(What you will do)
Below are records; state how many of their lines hold the word "AllowedCities", and give only the figure.
------------
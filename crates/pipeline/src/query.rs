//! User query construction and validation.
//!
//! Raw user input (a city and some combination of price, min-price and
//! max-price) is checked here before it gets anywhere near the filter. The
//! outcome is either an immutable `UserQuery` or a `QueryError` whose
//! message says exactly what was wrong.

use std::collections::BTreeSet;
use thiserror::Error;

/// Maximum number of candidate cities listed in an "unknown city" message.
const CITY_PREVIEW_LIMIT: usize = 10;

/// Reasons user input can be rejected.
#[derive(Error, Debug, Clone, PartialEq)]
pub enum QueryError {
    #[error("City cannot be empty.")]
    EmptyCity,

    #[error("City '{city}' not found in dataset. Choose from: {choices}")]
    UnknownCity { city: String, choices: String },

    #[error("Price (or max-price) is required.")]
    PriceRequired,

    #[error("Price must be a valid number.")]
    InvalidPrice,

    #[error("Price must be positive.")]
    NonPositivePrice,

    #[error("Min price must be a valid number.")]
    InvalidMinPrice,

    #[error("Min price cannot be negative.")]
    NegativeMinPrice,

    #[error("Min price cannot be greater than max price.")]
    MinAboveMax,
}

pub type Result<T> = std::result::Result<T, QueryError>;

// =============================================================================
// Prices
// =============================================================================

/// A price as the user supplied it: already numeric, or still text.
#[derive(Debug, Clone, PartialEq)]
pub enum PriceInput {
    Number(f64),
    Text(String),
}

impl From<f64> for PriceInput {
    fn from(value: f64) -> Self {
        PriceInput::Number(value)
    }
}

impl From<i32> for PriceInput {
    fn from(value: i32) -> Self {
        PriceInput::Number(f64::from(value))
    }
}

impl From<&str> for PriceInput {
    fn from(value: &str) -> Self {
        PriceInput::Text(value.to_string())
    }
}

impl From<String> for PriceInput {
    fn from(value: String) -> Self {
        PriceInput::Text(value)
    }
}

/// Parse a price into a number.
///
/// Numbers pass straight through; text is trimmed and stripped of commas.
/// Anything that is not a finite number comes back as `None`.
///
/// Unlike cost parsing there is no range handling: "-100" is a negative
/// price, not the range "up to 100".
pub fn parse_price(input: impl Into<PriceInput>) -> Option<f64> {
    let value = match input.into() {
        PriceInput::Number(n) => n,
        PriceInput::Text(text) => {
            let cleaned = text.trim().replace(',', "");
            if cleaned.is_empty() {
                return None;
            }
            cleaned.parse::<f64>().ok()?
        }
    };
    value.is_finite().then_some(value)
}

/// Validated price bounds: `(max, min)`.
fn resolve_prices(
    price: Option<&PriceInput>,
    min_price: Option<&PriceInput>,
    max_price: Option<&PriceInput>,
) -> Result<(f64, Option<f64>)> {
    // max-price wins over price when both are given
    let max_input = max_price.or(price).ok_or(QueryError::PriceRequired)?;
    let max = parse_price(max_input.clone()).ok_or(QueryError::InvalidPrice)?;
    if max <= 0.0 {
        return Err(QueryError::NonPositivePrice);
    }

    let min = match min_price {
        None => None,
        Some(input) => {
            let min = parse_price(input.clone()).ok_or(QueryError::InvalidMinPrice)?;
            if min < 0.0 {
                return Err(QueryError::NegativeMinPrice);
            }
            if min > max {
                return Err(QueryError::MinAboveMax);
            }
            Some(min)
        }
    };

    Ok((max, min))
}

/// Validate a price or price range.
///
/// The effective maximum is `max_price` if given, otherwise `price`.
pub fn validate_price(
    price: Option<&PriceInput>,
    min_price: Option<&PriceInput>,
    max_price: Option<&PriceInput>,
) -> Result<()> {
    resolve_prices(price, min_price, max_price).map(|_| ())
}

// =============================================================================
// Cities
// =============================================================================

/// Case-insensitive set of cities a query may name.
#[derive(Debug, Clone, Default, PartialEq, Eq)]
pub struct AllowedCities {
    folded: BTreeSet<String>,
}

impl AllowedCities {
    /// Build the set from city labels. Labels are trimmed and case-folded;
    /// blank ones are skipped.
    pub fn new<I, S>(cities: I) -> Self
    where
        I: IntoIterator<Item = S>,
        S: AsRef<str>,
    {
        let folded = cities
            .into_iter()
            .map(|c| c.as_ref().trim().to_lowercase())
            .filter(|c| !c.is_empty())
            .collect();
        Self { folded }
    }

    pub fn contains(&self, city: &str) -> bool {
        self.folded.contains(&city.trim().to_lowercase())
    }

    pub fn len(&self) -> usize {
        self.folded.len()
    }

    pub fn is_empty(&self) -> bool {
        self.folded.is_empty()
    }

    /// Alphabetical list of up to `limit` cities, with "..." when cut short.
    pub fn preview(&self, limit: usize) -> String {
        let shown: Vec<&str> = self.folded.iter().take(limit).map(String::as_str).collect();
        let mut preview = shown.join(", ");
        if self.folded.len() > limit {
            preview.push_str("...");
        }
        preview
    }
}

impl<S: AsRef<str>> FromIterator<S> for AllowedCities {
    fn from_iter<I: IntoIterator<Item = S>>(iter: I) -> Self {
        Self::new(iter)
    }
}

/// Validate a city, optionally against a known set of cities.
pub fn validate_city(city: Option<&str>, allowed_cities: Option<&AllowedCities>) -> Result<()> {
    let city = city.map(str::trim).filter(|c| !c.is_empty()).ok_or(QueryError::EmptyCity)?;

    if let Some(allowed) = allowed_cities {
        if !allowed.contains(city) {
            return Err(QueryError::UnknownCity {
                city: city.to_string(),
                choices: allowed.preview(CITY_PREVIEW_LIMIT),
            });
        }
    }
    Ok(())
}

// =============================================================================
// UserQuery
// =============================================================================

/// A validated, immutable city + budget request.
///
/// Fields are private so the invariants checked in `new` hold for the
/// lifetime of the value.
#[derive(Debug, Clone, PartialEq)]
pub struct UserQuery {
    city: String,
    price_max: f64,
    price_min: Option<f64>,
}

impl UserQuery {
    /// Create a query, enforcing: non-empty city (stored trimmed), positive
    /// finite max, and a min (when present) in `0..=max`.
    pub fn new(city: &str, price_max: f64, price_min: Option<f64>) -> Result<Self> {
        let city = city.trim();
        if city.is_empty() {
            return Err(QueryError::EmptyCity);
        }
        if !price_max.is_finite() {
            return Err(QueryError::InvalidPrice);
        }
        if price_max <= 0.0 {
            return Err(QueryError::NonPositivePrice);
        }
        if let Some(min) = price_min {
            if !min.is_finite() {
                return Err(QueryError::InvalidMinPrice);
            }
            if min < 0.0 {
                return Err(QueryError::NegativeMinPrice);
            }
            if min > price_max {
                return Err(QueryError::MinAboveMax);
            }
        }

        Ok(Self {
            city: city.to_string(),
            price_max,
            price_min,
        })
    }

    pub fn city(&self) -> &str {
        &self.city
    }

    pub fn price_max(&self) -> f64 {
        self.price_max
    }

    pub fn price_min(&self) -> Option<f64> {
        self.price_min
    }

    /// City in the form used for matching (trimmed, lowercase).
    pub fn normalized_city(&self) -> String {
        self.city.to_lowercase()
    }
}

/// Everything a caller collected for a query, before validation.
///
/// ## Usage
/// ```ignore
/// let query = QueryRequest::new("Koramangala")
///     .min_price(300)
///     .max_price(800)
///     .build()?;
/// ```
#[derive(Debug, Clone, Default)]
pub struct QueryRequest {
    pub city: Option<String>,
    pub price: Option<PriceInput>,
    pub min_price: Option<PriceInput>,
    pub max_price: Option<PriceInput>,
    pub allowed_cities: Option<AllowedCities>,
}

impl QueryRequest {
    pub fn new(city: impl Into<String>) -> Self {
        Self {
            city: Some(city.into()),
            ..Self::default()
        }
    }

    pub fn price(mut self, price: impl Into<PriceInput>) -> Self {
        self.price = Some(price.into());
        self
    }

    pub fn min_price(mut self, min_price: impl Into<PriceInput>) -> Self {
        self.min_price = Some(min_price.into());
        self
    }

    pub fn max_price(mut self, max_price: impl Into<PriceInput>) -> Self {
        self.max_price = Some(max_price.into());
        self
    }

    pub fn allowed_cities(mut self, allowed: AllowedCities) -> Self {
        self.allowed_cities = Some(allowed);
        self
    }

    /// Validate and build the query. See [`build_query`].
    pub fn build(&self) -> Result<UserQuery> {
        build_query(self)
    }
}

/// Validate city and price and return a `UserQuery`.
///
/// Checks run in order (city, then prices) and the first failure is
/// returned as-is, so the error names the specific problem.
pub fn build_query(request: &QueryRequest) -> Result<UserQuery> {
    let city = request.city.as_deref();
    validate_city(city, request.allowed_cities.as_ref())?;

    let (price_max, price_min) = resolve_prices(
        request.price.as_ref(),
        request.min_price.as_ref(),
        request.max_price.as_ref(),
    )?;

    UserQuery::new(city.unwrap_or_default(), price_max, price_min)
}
------------
(Exercise solution)
6